On the first day of the second impeachment trial of Deposed Donald Trump (DDT), lawyers used DDT’s favorite defense—victimization. David Schoen vigorously complained the Democrats had impeached DDT only because they hated him. The rest of their argument covered up his incitement of violence and accused Democrats of playing the videos of DDT’s speech followed by the mob at the Capitol only for “blood sport”—a “sport” that DDT loved watching on January 6.
DDT’s lawyers argued he was “horrified” about what was happening and “immediately” moved to stop the attack. Yet a senior official, one of DDT’s former aides talking about DDT’s enjoyment at watching the mob’s attack said DDT was “loving watching the Capitol mob.” Both Republicans and Democrats begged DDT to ask his supporters to stop, but DDT remained silent while watching the tragedy on television. He waited hours to tell the rioters, who he called “special,” to halt and didn’t call for any military help, leaving the responsibility to then VP Mike Pence, whose life was threatened in the coup attempt.
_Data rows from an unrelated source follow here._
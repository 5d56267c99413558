use std::collections::BTreeSet;
use tokio::sync::watch;

/// The sentinel profile. While it is selected nothing else can be.
pub const STANDARD: &str = "Standard";
pub const READING_AND_LANGUAGE: &str = "Reading & Language Support";
pub const WRITING_AND_EXPRESSION: &str = "Writing & Expression Support";
pub const VISION_AND_SCREEN_READER: &str = "Vision & Screen-Reader Support";
pub const MATH_AND_NUMERACY: &str = "Math & Numeracy Support";
pub const FOCUS_AND_ORGANIZATION: &str = "Focus & Organization Support";

/// A learning profile the user can select to tailor a response.
#[derive(Debug, Clone, PartialEq, Eq)]
pub struct Profile {
    pub id: String,
    pub title: String,
    pub description: String,
}

impl Profile {
    pub fn new(id: &str, title: &str, description: &str) -> Self {
        Self {
            id: id.to_string(),
            title: title.to_string(),
            description: description.to_string(),
        }
    }
}

/// The catalog shipped with the application. It is advisory: the selection
/// engine accepts ids that are not listed here.
pub fn default_catalog() -> Vec<Profile> {
    vec![
        Profile::new(
            STANDARD,
            "Standard",
            "Clear, accurate answers in standard academic language.",
        ),
        Profile::new(
            READING_AND_LANGUAGE,
            "Reading & Language",
            "Simplified sentences, bold key terms and generous spacing for dyslexic readers.",
        ),
        Profile::new(
            WRITING_AND_EXPRESSION,
            "Writing & Expression",
            "Outlines, sentence starters and phrasing examples for written expression.",
        ),
        Profile::new(
            VISION_AND_SCREEN_READER,
            "Vision & Screen-Reader",
            "Linear text that reads well aloud, with visuals described in words.",
        ),
        Profile::new(
            MATH_AND_NUMERACY,
            "Math & Numeracy",
            "Numbered step-by-step procedures and real-world analogies for dyscalculia.",
        ),
        Profile::new(
            FOCUS_AND_ORGANIZATION,
            "Focus & Organization",
            "A one-line summary first, then a short checklist, for executive-function support.",
        ),
    ]
}

/// A non-empty set of selected profile ids.
///
/// Either exactly `{"Standard"}`, or one or more non-standard ids.
#[derive(Debug, Clone, PartialEq, Eq)]
pub struct SelectionState {
    ids: BTreeSet<String>,
}

impl Default for SelectionState {
    fn default() -> Self {
        Self::standard()
    }
}

impl SelectionState {
    pub fn standard() -> Self {
        Self {
            ids: BTreeSet::from([STANDARD.to_string()]),
        }
    }

    pub fn contains(&self, id: &str) -> bool {
        self.ids.contains(id)
    }

    pub fn is_standard(&self) -> bool {
        self.contains(STANDARD)
    }

    pub fn len(&self) -> usize {
        self.ids.len()
    }

    // Never true, kept for the `len` convention.
    pub fn is_empty(&self) -> bool {
        self.ids.is_empty()
    }

    pub fn iter(&self) -> impl Iterator<Item = &str> {
        self.ids.iter().map(String::as_str)
    }

    /// Returns true if any of `ids` is selected.
    pub fn intersects(&self, ids: &[&str]) -> bool {
        ids.iter().any(|id| self.contains(id))
    }

    fn toggled(&self, id: &str) -> Self {
        if id == STANDARD {
            return Self::standard();
        }

        let mut ids = self.ids.clone();
        ids.remove(STANDARD);
        if !ids.remove(id) {
            ids.insert(id.to_string());
        }

        if ids.is_empty() {
            Self::standard()
        } else {
            Self { ids }
        }
    }
}

/// Owns the profile selection and publishes every change to subscribers.
pub struct ProfileSelectionEngine {
    selection: SelectionState,
    tx: watch::Sender<SelectionState>,
}

impl Default for ProfileSelectionEngine {
    fn default() -> Self {
        Self::new()
    }
}

impl ProfileSelectionEngine {
    pub fn new() -> Self {
        let selection = SelectionState::standard();
        let (tx, _) = watch::channel(selection.clone());
        Self { selection, tx }
    }

    pub fn selection(&self) -> &SelectionState {
        &self.selection
    }

    pub fn is_selected(&self, id: &str) -> bool {
        self.selection.contains(id)
    }

    /// Get a receiver that always observes the latest selection.
    pub fn subscribe(&self) -> watch::Receiver<SelectionState> {
        self.tx.subscribe()
    }

    pub fn toggle(&mut self, id: &str) -> SelectionState {
        self.selection = self.selection.toggled(id);
        tracing::debug!("Profile '{}' toggled, selection is now {:?}", id, self.selection);
        // `send_replace` stores the value even when nobody is subscribed yet.
        self.tx.send_replace(self.selection.clone());
        self.selection.clone()
    }
}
In an article for the conservative Bulwark, Sarah Longwell, active in the Lincoln Project and co-founder of Republicans for the Rule of Law, wrote:
“There is something deeply, cosmically unfair about a group of elites force-feeding voters a lie about a stolen election, bilking them out of their money, demanding with the most overheated rhetoric that they ‘fight’ to save the country—and then avoiding all responsibility while those people are hauled off to jail for doing what they’d been asked to do. Look: the people in mobs are supposed to be held accountable for their actions. That’s the law. But there’s also a whole section of the law which realizes that the creation and instigation of a mob is, itself, a criminal action. And people who do that are supposed to be held to account too.”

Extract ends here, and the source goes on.